*Assignment*.
Scan the listing and copy each line where the word "SecondsFormat" is present.
--*--
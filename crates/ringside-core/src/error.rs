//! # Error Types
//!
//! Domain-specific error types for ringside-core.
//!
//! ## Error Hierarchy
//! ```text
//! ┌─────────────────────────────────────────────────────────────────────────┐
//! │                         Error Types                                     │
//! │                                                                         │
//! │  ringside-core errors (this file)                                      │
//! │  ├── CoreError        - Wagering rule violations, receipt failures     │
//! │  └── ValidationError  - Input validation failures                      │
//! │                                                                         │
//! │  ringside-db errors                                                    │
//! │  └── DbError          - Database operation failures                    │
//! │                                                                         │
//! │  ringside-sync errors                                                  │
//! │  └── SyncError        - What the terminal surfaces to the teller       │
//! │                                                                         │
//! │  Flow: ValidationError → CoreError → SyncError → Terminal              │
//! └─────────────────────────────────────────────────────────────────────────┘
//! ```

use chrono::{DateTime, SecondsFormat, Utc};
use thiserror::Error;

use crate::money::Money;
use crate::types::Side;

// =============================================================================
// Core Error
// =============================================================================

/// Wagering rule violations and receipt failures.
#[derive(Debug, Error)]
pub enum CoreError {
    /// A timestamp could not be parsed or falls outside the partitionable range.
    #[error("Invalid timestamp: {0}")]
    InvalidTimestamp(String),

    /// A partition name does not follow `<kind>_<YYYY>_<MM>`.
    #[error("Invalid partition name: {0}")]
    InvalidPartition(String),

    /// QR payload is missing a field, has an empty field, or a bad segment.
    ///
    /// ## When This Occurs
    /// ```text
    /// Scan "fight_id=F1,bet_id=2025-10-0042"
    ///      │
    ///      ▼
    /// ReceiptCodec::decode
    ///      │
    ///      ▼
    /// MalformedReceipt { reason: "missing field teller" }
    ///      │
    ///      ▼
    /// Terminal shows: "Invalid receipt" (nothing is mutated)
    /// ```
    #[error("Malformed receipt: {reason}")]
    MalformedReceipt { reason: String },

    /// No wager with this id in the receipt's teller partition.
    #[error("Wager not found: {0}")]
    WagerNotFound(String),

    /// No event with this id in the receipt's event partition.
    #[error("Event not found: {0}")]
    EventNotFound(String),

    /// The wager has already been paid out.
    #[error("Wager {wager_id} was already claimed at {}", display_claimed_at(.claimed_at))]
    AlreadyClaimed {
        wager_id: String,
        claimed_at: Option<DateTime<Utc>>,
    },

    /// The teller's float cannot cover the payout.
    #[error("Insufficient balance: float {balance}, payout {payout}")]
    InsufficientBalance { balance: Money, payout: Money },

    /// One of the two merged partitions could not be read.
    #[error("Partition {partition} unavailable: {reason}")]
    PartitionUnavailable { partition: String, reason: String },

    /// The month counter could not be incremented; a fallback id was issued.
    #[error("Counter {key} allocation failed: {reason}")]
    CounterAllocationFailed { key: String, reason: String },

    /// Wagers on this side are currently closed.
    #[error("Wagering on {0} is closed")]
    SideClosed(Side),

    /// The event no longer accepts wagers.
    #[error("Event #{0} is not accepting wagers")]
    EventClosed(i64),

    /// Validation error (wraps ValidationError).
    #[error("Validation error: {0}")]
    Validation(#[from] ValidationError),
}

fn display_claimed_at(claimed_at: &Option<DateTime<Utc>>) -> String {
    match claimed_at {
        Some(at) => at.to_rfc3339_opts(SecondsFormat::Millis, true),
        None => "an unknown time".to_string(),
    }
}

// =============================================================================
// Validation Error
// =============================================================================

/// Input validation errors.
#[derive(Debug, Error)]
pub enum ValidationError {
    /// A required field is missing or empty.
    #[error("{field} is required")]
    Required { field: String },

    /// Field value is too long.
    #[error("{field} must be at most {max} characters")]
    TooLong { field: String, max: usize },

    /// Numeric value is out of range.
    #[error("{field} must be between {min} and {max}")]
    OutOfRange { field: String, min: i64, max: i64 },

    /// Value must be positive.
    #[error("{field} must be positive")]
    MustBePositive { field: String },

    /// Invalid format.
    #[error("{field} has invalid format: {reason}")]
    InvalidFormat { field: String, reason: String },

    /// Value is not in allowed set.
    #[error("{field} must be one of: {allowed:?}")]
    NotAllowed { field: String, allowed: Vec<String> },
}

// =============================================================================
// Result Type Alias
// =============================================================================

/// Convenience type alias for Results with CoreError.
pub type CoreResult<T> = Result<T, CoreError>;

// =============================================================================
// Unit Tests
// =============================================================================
--*--
*Answer to the problem*.
use chrono::{DateTime, SecondsFormat, Utc};
        Some(at) => at.to_rfc3339_opts(SecondsFormat::Millis, true),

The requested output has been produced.